Two of the workshop attendees were Ericka Bennedicto and Juanenna Williams, co-creators and co-owners of the Underground Escape, Arkansas’ first social justice-themed escape room, named in inspiration of Harriet Tubman’s famed Underground Railroad. At the time of the workshop, the room was still in its infancy with only one room at a temporary location. Bennedicto and Williams created Underground Escape with the belief that fun activities, such as Underground Escape, have the potential to spur personal connection and conversations that last long after the experience itself. “At Underground Escape, we combine recreation and education as a means to enlighten the community and raise consciousness around social justice issues,” said Bennedicto. “We try to use our business as a catalyst for social change and do this by using the escape room model as a fun and interactive platform to educate participants about social justice or civil rights issues.”
Armed with valuable information on how to protect their intellectual property and not infringe on the work of some of the civil rights leaders they hope to pay respect to in their business theme, Underground Escape opened a permanent location near UA Little Rock’s main campus on South University Avenue, with a second social justice-themed room. The first room, entitled Give Us the Ballot, focuses on the civil rights issues of 1957 and the Voting Rights Act. The second room, Saving Black Wall Street, focuses on the history of an African-American commercial center in Oklahoma that was devastated by tragedy in 1921.
As a team-building activity at the end of the semester, Business Innovations Clinic students had the opportunity to go through Give Us The Ballot. In this room, participants traveled back in time to 1957 to cast their vote; however, to do so, the group had to overcome Jim Crow barriers placed in their way. Give Us the Ballot included a number of interactive activities, such as puzzles, quizzes, and actual 1957 literacy test questions, before participants could cast a vote and escape the room.
The Clinic students escaped from the room and were able to cast their vote in 54 minutes and 42 seconds –without much time to spare. The experience included a debriefing by Bennedicto and Williams, who revealed fascinating insights into the Clinic students’ challenges and strengths.
Clinton School Philanthropy Award
Give Us the Ballot was a recipient of the University of Arkansas Clinton School of Public Service Center on Community Philanthropy’s Advancing Equity Award in 2018. These awards were announced as part of the Center on Community Philanthropy’s celebration for the second annual National Day of Racial Healing, which aligned with the W.K. Kellogg Foundation’s Truth, Racial Healing & Transformation effort.
Reactions from the Clinic Students
Business Innovations Clinic students found the intersection between entertainment and education to be refreshing.
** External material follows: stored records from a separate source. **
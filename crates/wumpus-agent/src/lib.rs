//! Knowledge-based agent for the wumpus world.
//!
//! [`LogicalAgent`] runs one perceive, infer, decide, act cycle per [`LogicalAgent::step`]. It
//! owns a [`wumpus_logic::KnowledgeBase`] for the episode, turns what it knows into per-cell
//! risk, and picks actions with a fixed-priority [`Policy`].

#![forbid(unsafe_code)]

pub mod agent;
pub mod config;
pub mod policy;
pub mod risk;
pub mod state;
pub mod trace;

pub use agent::{AgentSnapshot, LogicalAgent, TurnReport};
pub use config::AgentConfig;
pub use policy::{Decision, DecisionKind, Policy};
pub use risk::RiskModel;
pub use state::AgentState;
pub use trace::{ThoughtEntry, ThoughtLog};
Abby Brenneman, a third year student, said, “One thing that really stood out to me was how they cleverly hid snippets of information around the room, hidden in each item we were tasked with unlocking.” Another student, Jacob Bryan, echoed these sentiments. “I found the references to the civil rights era to be a creative ice breaker for conversations concerning important social issues that are often difficult to discuss,” Bryan said. Drew Bailey agreed, “The escape room provided a fun, engaging, and insightful way to learn about the historical challenges from a viewpoint I have never experienced.”
Escaping from the room was no easy feat. Megan Douglas reflected that the escape room was harder than anticipated, but she enjoyed learning along the way by solving puzzles because the room did a great job of combining past history with present events that are often ignored and need discussion. Wesley Harris agreed. “By making a team navigate through the various roadblocks placed in the way of voters, namely African American voters, you realize what a privilege voting is today,” said Harris.
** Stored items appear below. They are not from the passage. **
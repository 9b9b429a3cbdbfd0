//! Heuristic danger estimate for cells the agent has not proven safe.

use wumpus_core::Cell;
use wumpus_logic::{KnowledgeBase, Literal, Predicate};
use wumpus_nav::RiskField;

use crate::AgentState;

/// Risk of a cell with visited neighbours that all felt clear.
pub const CLEAR_EVIDENCE_RISK: f32 = 0.1;
/// Risk when every visited neighbour reported a danger percept.
pub const DANGER_EVIDENCE_RISK: f32 = 0.95;
/// Risk when danger percepts outnumber clear neighbours.
pub const DANGER_MAJORITY_RISK: f32 = 0.8;
/// Risk for evenly split or clear-majority evidence.
pub const MIXED_EVIDENCE_RISK: f32 = 0.3;

/// Read-only view combining agent state and knowledge into per-cell risk.
///
/// Also serves as the planner's [`RiskField`], so step costs and exploration thresholds agree.
#[derive(Debug, Clone, Copy)]
pub struct RiskModel<'a> {
    state: &'a AgentState,
    kb: &'a KnowledgeBase,
    unknown_risk: f32,
}

impl<'a> RiskModel<'a> {
    pub fn new(state: &'a AgentState, kb: &'a KnowledgeBase, unknown_risk: f32) -> Self {
        Self {
            state,
            kb,
            unknown_risk,
        }
    }

    pub fn is_known_safe(&self, cell: Cell) -> bool {
        self.state.safe.contains(&cell) || self.kb.has_fact(&Literal::at(Predicate::Safe, cell))
    }

    pub fn is_known_dangerous(&self, cell: Cell) -> bool {
        self.state.dangerous.contains(&cell)
            || self.kb.has_fact(&Literal::at(Predicate::Pit, cell))
            || (!self.state.wumpus_killed
                && self.kb.has_fact(&Literal::at(Predicate::Wumpus, cell)))
    }

    /// Risk in `[0, 1]`.
    pub fn position_risk(&self, cell: Cell) -> f32 {
        if self.is_known_safe(cell) {
            return 0.0;
        }
        if self.is_known_dangerous(cell) {
            return 1.0;
        }

        let mut danger = 0usize;
        let mut clear = 0usize;
        for n in cell.neighbors() {
            if !self.state.is_visited(n) {
                continue;
            }
            if self.has_danger_percept(n) {
                danger += 1;
            } else {
                clear += 1;
            }
        }

        match (danger, clear) {
            (0, 0) => self.unknown_risk,
            (0, _) => CLEAR_EVIDENCE_RISK,
            (_, 0) => DANGER_EVIDENCE_RISK,
            (d, c) if d > c => DANGER_MAJORITY_RISK,
            _ => MIXED_EVIDENCE_RISK,
        }
    }

    fn has_danger_percept(&self, cell: Cell) -> bool {
        self.kb.has_fact(&Literal::at(Predicate::Breeze, cell))
            || (!self.state.wumpus_killed
                && self.kb.has_fact(&Literal::at(Predicate::Stench, cell)))
    }
}

impl RiskField for RiskModel<'_> {
    fn risk(&self, cell: Cell) -> f32 {
        self.position_risk(cell)
    }

    fn is_dangerous(&self, cell: Cell) -> bool {
        self.state.dangerous.contains(&cell)
    }
}

/// Unvisited in-bounds neighbours of `cell`, in N, E, S, W order.
pub fn frontier(state: &AgentState, cell: Cell, width: u32, height: u32) -> Vec<Cell> {
    cell.neighbors()
        .into_iter()
        .filter(|n| in_grid(*n, width, height) && !state.is_visited(*n))
        .collect()
}

pub(crate) fn in_grid(cell: Cell, width: u32, height: u32) -> bool {
    cell.x >= 0 && cell.y >= 0 && (cell.x as u32) < width && (cell.y as u32) < height
}

#[cfg(test)]
mod tests {
    use super::*;

    fn lit(s: &str) -> Literal {
        s.parse().unwrap()
    }

    /// Mark `cell` visited with the given percepts. Only the positive percepts go into the
    /// knowledge base so no neighbour gets proven safe.
    fn visit(state: &mut AgentState, kb: &mut KnowledgeBase, cell: Cell, stench: bool, breeze: bool) {
        if stench {
            kb.add_fact(Literal::at(Predicate::Stench, cell));
        }
        if breeze {
            kb.add_fact(Literal::at(Predicate::Breeze, cell));
        }
        state.visited.insert(cell);
    }

    #[test]
    fn no_evidence_uses_unknown_risk() {
        let state = AgentState::new();
        let kb = KnowledgeBase::empty();
        let model = RiskModel::new(&state, &kb, 0.7);
        assert_eq!(model.position_risk(Cell::new(3, 3)), 0.7);
        assert_eq!(model.position_risk(Cell::ORIGIN), 0.0);
    }

    #[test]
    fn evidence_buckets() {
        let mut state = AgentState::new();
        let mut kb = KnowledgeBase::empty().with_bounds(4, 4);
        visit(&mut state, &mut kb, Cell::new(1, 0), false, true);
        visit(&mut state, &mut kb, Cell::new(0, 1), false, true);
        visit(&mut state, &mut kb, Cell::new(2, 1), false, false);
        visit(&mut state, &mut kb, Cell::new(3, 0), false, false);

        let model = RiskModel::new(&state, &kb, 0.7);
        // (1,1): two breezy, one clear.
        assert_eq!(model.position_risk(Cell::new(1, 1)), DANGER_MAJORITY_RISK);
        // (2,0): one breezy, two clear.
        assert_eq!(model.position_risk(Cell::new(2, 0)), MIXED_EVIDENCE_RISK);
        // (0,2): only (0,1), breezy.
        assert_eq!(model.position_risk(Cell::new(0, 2)), DANGER_EVIDENCE_RISK);
        // (3,2): no visited neighbour.
        assert_eq!(model.position_risk(Cell::new(3, 2)), 0.7);
        assert_eq!(model.position_risk(Cell::new(2, 2)), CLEAR_EVIDENCE_RISK);
    }

    #[test]
    fn stench_stops_counting_once_the_wumpus_is_dead() {
        let mut state = AgentState::new();
        let mut kb = KnowledgeBase::empty().with_bounds(3, 3);
        visit(&mut state, &mut kb, Cell::new(1, 0), true, false);

        let cell = Cell::new(2, 0);
        assert_eq!(RiskModel::new(&state, &kb, 0.7).position_risk(cell), DANGER_EVIDENCE_RISK);
        state.wumpus_killed = true;
        assert_eq!(RiskModel::new(&state, &kb, 0.7).position_risk(cell), CLEAR_EVIDENCE_RISK);
    }

    #[test]
    fn known_threats_are_certain() {
        let mut state = AgentState::new();
        let mut kb = KnowledgeBase::empty();
        kb.add_fact(lit("Pit(2,2)"));
        kb.add_fact(lit("Wumpus(1,2)"));
        state.dangerous.insert(Cell::new(0, 2));

        let model = RiskModel::new(&state, &kb, 0.7);
        assert_eq!(model.position_risk(Cell::new(2, 2)), 1.0);
        assert_eq!(model.position_risk(Cell::new(1, 2)), 1.0);
        assert_eq!(model.position_risk(Cell::new(0, 2)), 1.0);
        assert!(model.is_dangerous(Cell::new(0, 2)));
        assert!(!model.is_dangerous(Cell::new(2, 2)));
    }

    #[test]
    fn frontier_skips_visited_and_out_of_grid() {
        let mut state = AgentState::new();
        state.visited.insert(Cell::new(1, 0));
        assert_eq!(frontier(&state, Cell::ORIGIN, 3, 3), vec![Cell::new(0, 1)]);
        assert_eq!(
            frontier(&state, Cell::new(1, 0), 3, 3),
            vec![Cell::new(2, 0), Cell::new(1, 1)]
        );
    }
}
Professor Kim Vu-Dinh, Director of the Business Innovation Clinic, felt the room was a great supplementary teaching tool. “Being able to visit the Escape Room was especially relevant to the goals of what we are trying to do at the law school,” said Vu-Dinh. “First of all, it’s always a great experience for the students to see one of the businesses we counsel get up and running so soon after working with the clinic, but it’s especially exciting when you see students learn about civil rights history and the law in a hands-on way, because experiential learning is such a strong priority in the clinical setting, especially at Bowen. Best of all – it was fun!”